-- Opening Marker --
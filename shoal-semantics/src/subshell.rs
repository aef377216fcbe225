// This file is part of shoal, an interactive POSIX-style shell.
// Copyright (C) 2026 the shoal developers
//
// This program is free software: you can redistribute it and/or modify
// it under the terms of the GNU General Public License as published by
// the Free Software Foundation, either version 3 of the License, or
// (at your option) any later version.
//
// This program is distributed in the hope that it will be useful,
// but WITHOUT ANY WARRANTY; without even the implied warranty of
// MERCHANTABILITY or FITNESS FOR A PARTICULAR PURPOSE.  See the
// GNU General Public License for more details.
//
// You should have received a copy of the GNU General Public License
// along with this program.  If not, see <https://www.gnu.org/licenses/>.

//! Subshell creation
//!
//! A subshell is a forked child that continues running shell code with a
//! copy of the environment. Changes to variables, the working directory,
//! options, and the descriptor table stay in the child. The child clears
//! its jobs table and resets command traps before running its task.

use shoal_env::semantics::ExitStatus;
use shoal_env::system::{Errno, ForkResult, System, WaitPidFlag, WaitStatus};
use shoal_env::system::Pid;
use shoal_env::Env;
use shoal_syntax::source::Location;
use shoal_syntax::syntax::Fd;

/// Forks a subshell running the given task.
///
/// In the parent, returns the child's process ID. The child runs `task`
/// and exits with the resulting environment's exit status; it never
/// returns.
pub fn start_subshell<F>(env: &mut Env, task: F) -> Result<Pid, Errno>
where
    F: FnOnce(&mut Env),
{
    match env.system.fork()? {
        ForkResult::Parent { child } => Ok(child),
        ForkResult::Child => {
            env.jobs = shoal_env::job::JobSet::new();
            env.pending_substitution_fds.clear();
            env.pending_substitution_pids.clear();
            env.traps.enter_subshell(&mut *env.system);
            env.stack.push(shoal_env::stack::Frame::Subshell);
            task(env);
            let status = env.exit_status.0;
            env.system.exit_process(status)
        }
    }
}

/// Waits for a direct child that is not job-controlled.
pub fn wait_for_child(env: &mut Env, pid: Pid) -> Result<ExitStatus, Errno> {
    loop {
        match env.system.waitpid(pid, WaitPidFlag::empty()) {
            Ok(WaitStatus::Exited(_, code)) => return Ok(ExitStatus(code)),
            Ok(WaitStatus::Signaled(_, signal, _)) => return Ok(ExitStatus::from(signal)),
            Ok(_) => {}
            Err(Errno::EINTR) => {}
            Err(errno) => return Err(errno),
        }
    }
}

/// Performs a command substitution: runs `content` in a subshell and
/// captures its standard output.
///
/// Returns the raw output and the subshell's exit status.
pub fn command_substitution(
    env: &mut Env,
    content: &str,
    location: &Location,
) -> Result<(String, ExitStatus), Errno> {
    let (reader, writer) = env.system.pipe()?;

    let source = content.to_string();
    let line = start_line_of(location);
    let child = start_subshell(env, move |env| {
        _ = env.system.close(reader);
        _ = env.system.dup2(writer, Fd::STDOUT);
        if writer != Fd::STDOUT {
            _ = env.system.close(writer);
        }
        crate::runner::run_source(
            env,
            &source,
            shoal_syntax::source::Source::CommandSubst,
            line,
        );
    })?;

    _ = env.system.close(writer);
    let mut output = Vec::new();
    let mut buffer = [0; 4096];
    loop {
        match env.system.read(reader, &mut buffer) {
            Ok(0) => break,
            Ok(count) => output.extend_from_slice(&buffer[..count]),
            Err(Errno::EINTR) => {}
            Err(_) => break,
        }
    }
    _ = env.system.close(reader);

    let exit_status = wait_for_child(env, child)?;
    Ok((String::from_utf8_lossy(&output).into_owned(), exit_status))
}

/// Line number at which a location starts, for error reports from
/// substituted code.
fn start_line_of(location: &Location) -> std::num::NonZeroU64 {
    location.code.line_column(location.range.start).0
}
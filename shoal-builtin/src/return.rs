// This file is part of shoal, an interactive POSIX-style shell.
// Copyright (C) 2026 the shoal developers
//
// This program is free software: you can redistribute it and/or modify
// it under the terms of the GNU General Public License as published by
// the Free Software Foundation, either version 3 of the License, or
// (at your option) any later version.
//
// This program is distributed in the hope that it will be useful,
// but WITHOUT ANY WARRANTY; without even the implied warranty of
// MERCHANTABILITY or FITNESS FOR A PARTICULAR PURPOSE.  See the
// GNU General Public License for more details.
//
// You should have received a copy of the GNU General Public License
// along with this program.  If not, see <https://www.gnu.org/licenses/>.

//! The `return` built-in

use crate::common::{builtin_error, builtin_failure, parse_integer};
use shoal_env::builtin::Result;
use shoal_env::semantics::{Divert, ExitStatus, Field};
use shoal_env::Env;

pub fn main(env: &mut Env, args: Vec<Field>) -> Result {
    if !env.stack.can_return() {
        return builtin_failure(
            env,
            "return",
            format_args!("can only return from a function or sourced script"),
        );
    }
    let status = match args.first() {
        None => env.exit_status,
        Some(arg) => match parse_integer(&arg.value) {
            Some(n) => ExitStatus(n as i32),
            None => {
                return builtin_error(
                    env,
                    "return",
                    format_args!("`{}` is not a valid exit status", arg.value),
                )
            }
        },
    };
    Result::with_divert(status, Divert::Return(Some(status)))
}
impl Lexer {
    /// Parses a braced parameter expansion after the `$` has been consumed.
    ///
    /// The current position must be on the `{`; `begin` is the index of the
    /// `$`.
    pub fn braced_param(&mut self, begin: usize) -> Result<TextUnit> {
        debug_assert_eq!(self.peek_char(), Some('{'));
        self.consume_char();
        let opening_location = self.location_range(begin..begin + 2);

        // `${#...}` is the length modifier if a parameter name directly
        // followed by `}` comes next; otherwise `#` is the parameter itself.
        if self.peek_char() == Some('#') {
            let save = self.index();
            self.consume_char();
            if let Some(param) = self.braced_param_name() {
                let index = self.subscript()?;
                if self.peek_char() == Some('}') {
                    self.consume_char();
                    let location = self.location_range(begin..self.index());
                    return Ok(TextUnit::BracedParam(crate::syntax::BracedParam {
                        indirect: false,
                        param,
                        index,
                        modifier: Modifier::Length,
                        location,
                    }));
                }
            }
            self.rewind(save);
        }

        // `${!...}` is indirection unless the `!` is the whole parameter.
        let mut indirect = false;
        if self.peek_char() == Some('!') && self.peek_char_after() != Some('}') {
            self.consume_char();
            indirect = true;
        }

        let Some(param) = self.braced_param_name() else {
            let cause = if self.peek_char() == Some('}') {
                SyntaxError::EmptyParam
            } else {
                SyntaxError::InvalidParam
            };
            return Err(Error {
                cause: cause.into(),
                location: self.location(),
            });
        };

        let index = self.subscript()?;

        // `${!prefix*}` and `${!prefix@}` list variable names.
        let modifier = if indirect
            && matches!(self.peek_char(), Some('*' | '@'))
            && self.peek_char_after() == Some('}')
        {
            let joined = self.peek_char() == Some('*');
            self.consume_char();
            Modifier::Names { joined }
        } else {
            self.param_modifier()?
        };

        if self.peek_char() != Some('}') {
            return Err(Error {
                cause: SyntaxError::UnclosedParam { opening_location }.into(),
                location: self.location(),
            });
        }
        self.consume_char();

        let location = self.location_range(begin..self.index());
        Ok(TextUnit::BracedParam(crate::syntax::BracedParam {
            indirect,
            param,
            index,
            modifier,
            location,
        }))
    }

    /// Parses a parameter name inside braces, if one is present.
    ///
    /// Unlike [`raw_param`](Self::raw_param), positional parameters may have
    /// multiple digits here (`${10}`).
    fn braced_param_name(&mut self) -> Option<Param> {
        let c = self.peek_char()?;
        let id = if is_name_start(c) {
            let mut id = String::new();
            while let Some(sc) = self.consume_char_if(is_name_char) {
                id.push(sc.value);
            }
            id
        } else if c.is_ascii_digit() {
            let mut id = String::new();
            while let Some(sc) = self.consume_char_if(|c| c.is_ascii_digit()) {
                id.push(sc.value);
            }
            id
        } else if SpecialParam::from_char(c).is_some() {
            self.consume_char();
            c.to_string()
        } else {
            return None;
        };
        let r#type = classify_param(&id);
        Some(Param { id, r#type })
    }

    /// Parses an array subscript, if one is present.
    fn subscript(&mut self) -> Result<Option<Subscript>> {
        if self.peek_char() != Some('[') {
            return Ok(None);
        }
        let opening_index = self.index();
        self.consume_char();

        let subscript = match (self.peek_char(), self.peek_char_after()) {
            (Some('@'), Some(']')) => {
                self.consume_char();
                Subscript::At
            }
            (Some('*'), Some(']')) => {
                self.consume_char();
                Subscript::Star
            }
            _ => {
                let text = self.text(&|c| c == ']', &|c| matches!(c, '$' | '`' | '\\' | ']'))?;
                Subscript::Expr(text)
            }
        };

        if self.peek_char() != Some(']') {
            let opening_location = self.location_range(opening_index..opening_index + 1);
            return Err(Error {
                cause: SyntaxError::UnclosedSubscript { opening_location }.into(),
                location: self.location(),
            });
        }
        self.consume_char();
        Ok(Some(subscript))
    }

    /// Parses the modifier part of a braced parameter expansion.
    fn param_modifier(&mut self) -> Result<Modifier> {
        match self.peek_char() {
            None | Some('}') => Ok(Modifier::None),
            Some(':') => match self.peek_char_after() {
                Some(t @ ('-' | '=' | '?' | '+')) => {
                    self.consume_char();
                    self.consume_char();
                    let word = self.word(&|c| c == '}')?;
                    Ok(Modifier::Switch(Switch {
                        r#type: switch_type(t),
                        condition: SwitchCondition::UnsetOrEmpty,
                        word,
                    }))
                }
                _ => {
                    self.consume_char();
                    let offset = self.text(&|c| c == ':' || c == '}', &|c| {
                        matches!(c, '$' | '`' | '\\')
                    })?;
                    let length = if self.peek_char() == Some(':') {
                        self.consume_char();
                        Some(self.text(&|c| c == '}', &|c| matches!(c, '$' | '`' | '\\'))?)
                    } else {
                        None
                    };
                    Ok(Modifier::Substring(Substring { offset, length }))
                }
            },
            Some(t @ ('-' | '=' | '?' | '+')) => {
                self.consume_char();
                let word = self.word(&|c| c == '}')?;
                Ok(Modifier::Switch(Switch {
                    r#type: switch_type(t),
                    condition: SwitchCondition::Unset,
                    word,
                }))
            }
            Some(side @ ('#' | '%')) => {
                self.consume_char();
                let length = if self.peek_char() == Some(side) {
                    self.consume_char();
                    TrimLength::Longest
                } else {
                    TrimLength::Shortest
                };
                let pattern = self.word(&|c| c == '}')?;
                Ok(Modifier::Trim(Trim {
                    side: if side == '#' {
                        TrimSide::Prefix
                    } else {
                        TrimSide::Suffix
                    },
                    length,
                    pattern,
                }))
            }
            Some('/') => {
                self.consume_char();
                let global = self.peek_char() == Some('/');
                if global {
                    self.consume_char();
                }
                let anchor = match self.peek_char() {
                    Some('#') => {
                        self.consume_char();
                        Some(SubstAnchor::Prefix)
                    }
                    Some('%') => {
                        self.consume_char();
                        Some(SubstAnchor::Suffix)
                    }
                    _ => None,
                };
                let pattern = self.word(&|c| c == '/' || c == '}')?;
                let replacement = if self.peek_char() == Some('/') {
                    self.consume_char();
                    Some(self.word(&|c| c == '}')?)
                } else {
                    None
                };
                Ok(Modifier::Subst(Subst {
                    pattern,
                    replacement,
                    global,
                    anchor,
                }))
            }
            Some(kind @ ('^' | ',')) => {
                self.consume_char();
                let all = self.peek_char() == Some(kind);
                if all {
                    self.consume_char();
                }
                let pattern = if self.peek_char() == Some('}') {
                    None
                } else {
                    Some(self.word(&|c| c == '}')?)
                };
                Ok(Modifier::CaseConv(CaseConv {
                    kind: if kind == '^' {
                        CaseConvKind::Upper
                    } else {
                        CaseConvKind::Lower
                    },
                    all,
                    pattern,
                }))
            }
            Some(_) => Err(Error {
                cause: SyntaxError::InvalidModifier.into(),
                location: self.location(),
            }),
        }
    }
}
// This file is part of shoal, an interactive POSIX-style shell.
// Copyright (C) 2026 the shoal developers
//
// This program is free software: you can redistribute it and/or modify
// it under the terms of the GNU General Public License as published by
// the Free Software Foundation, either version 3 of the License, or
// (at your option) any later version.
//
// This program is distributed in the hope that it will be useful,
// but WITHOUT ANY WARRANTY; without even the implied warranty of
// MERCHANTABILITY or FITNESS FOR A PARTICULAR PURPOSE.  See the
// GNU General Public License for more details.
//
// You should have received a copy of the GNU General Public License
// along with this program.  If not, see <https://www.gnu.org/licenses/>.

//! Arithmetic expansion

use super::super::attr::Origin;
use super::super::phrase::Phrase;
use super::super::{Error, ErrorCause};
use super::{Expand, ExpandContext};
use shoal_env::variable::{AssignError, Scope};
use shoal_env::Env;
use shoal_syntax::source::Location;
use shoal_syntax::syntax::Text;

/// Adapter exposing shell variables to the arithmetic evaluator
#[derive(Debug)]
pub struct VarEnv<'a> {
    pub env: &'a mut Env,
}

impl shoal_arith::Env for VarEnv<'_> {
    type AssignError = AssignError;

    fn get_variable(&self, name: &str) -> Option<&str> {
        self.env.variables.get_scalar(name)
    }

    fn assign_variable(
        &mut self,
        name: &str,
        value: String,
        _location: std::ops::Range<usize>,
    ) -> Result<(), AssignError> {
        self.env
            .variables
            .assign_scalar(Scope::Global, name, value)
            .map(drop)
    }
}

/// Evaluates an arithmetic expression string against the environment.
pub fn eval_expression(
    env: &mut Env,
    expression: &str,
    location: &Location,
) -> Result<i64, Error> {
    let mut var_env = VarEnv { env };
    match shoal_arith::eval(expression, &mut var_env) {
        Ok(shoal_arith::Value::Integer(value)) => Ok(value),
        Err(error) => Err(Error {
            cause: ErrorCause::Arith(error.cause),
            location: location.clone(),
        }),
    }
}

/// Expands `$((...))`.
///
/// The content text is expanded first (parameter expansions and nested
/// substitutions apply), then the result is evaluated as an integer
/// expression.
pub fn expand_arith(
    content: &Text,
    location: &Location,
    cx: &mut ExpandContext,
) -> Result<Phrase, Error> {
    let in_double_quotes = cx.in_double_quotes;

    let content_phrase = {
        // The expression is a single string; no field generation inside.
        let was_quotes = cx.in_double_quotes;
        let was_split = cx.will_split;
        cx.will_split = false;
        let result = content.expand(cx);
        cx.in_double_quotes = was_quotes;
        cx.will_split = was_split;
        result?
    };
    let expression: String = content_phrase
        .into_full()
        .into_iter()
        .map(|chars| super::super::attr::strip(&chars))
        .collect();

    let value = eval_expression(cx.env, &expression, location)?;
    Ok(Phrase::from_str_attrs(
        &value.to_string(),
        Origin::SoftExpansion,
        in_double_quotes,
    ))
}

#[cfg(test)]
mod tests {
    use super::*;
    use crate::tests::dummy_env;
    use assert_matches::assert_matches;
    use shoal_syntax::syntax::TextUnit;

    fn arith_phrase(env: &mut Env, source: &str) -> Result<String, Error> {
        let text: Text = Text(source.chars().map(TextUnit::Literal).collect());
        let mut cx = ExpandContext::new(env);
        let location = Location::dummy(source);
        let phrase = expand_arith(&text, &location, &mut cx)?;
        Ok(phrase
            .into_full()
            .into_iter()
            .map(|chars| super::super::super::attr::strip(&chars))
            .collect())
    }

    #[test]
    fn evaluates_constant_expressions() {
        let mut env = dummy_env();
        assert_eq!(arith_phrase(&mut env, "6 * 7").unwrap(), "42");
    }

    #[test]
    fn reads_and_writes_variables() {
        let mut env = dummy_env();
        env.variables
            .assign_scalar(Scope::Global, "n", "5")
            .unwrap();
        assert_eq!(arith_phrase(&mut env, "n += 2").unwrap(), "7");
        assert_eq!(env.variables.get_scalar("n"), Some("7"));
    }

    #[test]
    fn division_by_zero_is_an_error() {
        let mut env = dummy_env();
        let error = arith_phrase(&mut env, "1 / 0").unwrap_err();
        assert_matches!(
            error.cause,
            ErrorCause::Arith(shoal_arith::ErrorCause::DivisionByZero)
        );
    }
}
-- Closing Marker --
With the line holding "use shoal_env::system::Pid;" as the first and the line holding "env.stack.push(shoal_env::stack::Frame::Subshell);" as the last, please transcribe exactly the lines of the material above in that range and nothing else.

Reply to the task ::
use shoal_env::system::Pid;
use shoal_env::Env;
use shoal_syntax::source::Location;
use shoal_syntax::syntax::Fd;

/// Forks a subshell running the given task.
///
/// In the parent, returns the child's process ID. The child runs `task`
/// and exits with the resulting environment's exit status; it never
/// returns.
pub fn start_subshell<F>(env: &mut Env, task: F) -> Result<Pid, Errno>
where
    F: FnOnce(&mut Env),
{
    match env.system.fork()? {
        ForkResult::Parent { child } => Ok(child),
        ForkResult::Child => {
            env.jobs = shoal_env::job::JobSet::new();
            env.pending_substitution_fds.clear();
            env.pending_substitution_pids.clear();
            env.traps.enter_subshell(&mut *env.system);
            env.stack.push(shoal_env::stack::Frame::Subshell);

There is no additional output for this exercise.